Additional hardening steps:
- Pin dependencies more tightly in `pyproject.toml` once the ecosystem stabilizes.
- Enable SBOM-based scanning in CI (using `snyk_sbom_scan` or similar).
- Periodically review:
- GitHub security advisories
- CI logs for Bandit, CodeQL, and pip-audit
---
## 5. Observability, Testing, and Upgrade Strategy
### 5.1 Logging and Metrics
- Capture server logs:
```bash
cortexgraph 2>&1 | tee ~/.config/cortexgraph/server.log
```
- Use performance metrics APIs:
- Track operation latencies (search, save, clustering).
- Watch for regressions after configuration changes or upgrades.
For multi-instance setups:
- Standardize log locations and formats so you can aggregate or inspect logs across instances.
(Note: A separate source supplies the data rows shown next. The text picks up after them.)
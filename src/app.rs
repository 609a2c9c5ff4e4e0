use axum::{
    Router, middleware,
    routing::{any, delete, get, patch, post},
};
use std::sync::Arc;
use tokio::net::TcpListener;
use tower_http::services::ServeDir;

use crate::config::Config;
use crate::console;
use crate::proxy;

/// Shared state of the console server.
#[derive(Debug, Clone)]
pub struct AppState {
    pub config: Config,
    pub http: reqwest::Client,
}

impl AppState {
    pub fn new(config: Config) -> Self {
        AppState {
            config,
            http: reqwest::Client::new(),
        }
    }
}

/// Build the full router: relays under `/api`, console routes behind the
/// session middleware, and static assets.
pub fn router(state: Arc<AppState>) -> Router {
    let console_routes = Router::new()
        .route("/session", get(console::session_profile))
        .route("/session/refresh", post(console::refresh_session))
        .route(
            "/categories",
            get(console::list_categories).post(console::create_category),
        )
        .route("/categories/tree", get(console::category_tree))
        .route("/categories/parents", get(console::parent_categories))
        .route("/categories/:id", delete(console::delete_category))
        .route("/categories/:id/public", patch(console::publish_category))
        .route("/categories/:id/breadcrumbs", get(console::category_breadcrumbs))
        .route("/products", get(console::list_products))
        .route("/products/search", get(console::search_products))
        .route("/products/options", get(console::product_options))
        .route("/products/:id", delete(console::delete_product))
        .route("/products/:id/edit", get(console::edit_product))
        .route("/orders/export.csv", get(console::export_orders))
        .route("/orders/:id/status", patch(console::update_order_status))
        .route("/orders/:id/invoice.csv", get(console::export_invoice))
        .route("/incomes/years", get(console::income_years))
        .route("/incomes/year/:year", get(console::income_year))
        .route("/incomes/month/:year/:month", get(console::income_month))
        .route_layer(middleware::from_fn_with_state(
            state.clone(),
            console::require_session,
        ));

    let static_dir = state.config.static_dir.clone();

    Router::new()
        .route("/api/admin/login", post(proxy::admin_login))
        .route("/api/oauth/access-token", post(proxy::oauth_access_token))
        .route("/api/oauth/logout", post(proxy::oauth_logout))
        .route("/api/*path", any(proxy::forward))
        .merge(console_routes)
        .nest_service("/static", ServeDir::new(static_dir))
        .with_state(state)
}

pub async fn run(config: Config) -> Result<(), Box<dyn std::error::Error>> {
    let bind = config.bind;
    let endpoint = config.endpoint_server.clone();
    let app = router(Arc::new(AppState::new(config)));

    // Start server
    let listener = TcpListener::bind(bind).await?;
    log::info!("Listening on http://{} (backend {})", bind, endpoint);
    axum::serve(listener, app).await?;

    Ok(())
}
#![cfg(not(tarpaulin_include))]

use shop_admin::app;
use shop_admin::config::Config;

/// Main entry point for the console server
///
/// Reads the configuration from the environment and serves the relay and
/// console routes until the process is stopped.
///
/// # Environment
/// * `ENDPOINT_SERVER` - backend base URL (required)
/// * `RUST_LOG` - log filter, defaults to `info`
///
/// # Returns
/// * `Result<(), Box<dyn std::error::Error>>` - Success or error object
#[tokio::main]
async fn main() -> Result<(), Box<dyn std::error::Error>> {
    env_logger::Builder::from_env(env_logger::Env::default().default_filter_or("info")).init();

    let config = Config::from_env()?;
    log::info!("Starting console server, relaying /api to {}", config.endpoint_server);

    app::run(config).await
}
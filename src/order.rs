use serde::{Deserialize, Serialize};
use std::fmt;

/// Order lifecycle status, spelled as the backend spells it.
#[derive(Debug, Clone, Copy, PartialEq, Eq, Serialize, Deserialize)]
#[serde(rename_all = "lowercase")]
pub enum OrderStatus {
    Pending,
    Processing,
    Delivered,
    #[serde(rename = "cancle")]
    Cancelled,
}

impl fmt::Display for OrderStatus {
    fn fmt(&self, f: &mut fmt::Formatter<'_>) -> fmt::Result {
        let label = match self {
            OrderStatus::Pending => "pending",
            OrderStatus::Processing => "processing",
            OrderStatus::Delivered => "delivered",
            OrderStatus::Cancelled => "cancle",
        };
        f.write_str(label)
    }
}

#[derive(Debug, Clone, PartialEq, Serialize, Deserialize)]
pub struct OrderItem {
    #[serde(rename = "_id")]
    pub id: String,
    pub product_id: String,
    pub name: String,
    #[serde(default)]
    pub options: Vec<String>,
    #[serde(default)]
    pub thumbnail: Option<String>,
    #[serde(default)]
    pub promotion_price: f64,
    pub price: f64,
    pub quantity: u32,
    #[serde(default)]
    pub link: String,
}

impl OrderItem {
    pub fn amount(&self) -> f64 {
        self.price * f64::from(self.quantity)
    }
}

#[derive(Debug, Clone, PartialEq, Serialize, Deserialize)]
pub struct CouponOrder {
    pub discount_name: String,
    pub discount_code: String,
}

#[derive(Debug, Clone, Default, PartialEq, Serialize, Deserialize)]
#[serde(rename_all = "camelCase")]
pub struct CustomerInfo {
    pub email: String,
    pub name: String,
    #[serde(default)]
    pub address: String,
    #[serde(default)]
    pub phone_number: String,
}

#[derive(Debug, Clone, PartialEq, Serialize, Deserialize)]
pub struct Order {
    #[serde(rename = "_id")]
    pub id: String,
    pub order_id: String,
    pub user_infor: CustomerInfo,
    #[serde(default)]
    pub items: Vec<OrderItem>,
    #[serde(default)]
    pub shipping_cost: f64,
    #[serde(default)]
    pub sub_total: f64,
    pub total: f64,
    #[serde(default)]
    pub discount_codes: Vec<CouponOrder>,
    pub status: OrderStatus,
    pub payment_method: String,
    #[serde(default, rename = "cancleContent")]
    pub cancel_content: Option<String>,
    #[serde(default)]
    pub note: Option<String>,
    #[serde(rename = "createdAt")]
    pub created_at: String,
}

/// Body of a cancellation request.
#[derive(Debug, Clone, Default, PartialEq, Serialize, Deserialize)]
pub struct OrderCancel {
    #[serde(skip_serializing_if = "Option::is_none")]
    pub note: Option<String>,
    #[serde(rename = "cancleContent", skip_serializing_if = "Option::is_none")]
    pub cancel_content: Option<String>,
}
### 5.2 Testing Under Load
Before rolling out configuration or topology changes:
- Generate synthetic workloads:
- Scripts that save many memories, run diverse searches, and exercise consolidation/GC.
- Use realistic tags and content sizes.
- Measure:
- End-to-end latencies for key operations.
- Growth in JSONL file sizes.
- Memory usage of the `cortexgraph` process.
### 5.3 Upgrade and Migration Strategy
Because storage is JSONL and Markdown:
- Upgrades are primarily **schema-additive** and backward compatible.
- Good practice for upgrades:
- Backup `~/.config/cortexgraph/jsonl/` and relevant parts of your Obsidian vault.
- Upgrade CortexGraph (via `uv tool install` or `pip`).
- Run tests if you are on a dev install (`PYTHONPATH=src pytest`).
- Check `cortexgraph-maintenance stats` for inconsistencies.
For multi-instance deployments:
- Roll out updates gradually:
- Upgrade one instance.
- Verify behavior under typical workload.
- Then upgrade remaining instances.
---
## 6. Summary Checklist
**Topology and Storage**
- [ ] Choose per-user, team, or sharded instances.
- [ ] Set explicit `CORTEXGRAPH_STORAGE_PATH`, `LTM_VAULT_PATH`, `LTM_INDEX_PATH`.
- [ ] Tune decay and promotion thresholds for expected load.
- [ ] Schedule regular `cortexgraph-maintenance stats` and `compact`.
**Performance**
- [ ] Enable async I/O and tune `batch_size`, `cache_size`, `search_timeout`.
- [ ] Use a single long-lived process per storage directory.
- [ ] Decide whether embeddings are necessary and configure accordingly.
- [ ] Run heavy operations via background tasks during off-peak hours.
**Security**
- [ ] Run under a dedicated OS user with minimal privileges.
- [ ] Enforce `0600` on `.env` and `0700` on storage directories.
- [ ] Keep all data local and avoid adding implicit network calls.
- [ ] Review integration/tool exposure for potential data leaks.
**Operations**
- [ ] Capture logs and monitor performance metrics.
- [ ] Test configuration changes under synthetic load.
- [ ] Back up JSONL and vault content before upgrades.
- [ ] Roll out upgrades gradually, especially in multi-instance deployments.
This checklist, combined with the detailed sections above, provides a concrete path to scaling CortexGraph responsibly while maintaining its privacy-preserving, local-first design and strong security posture.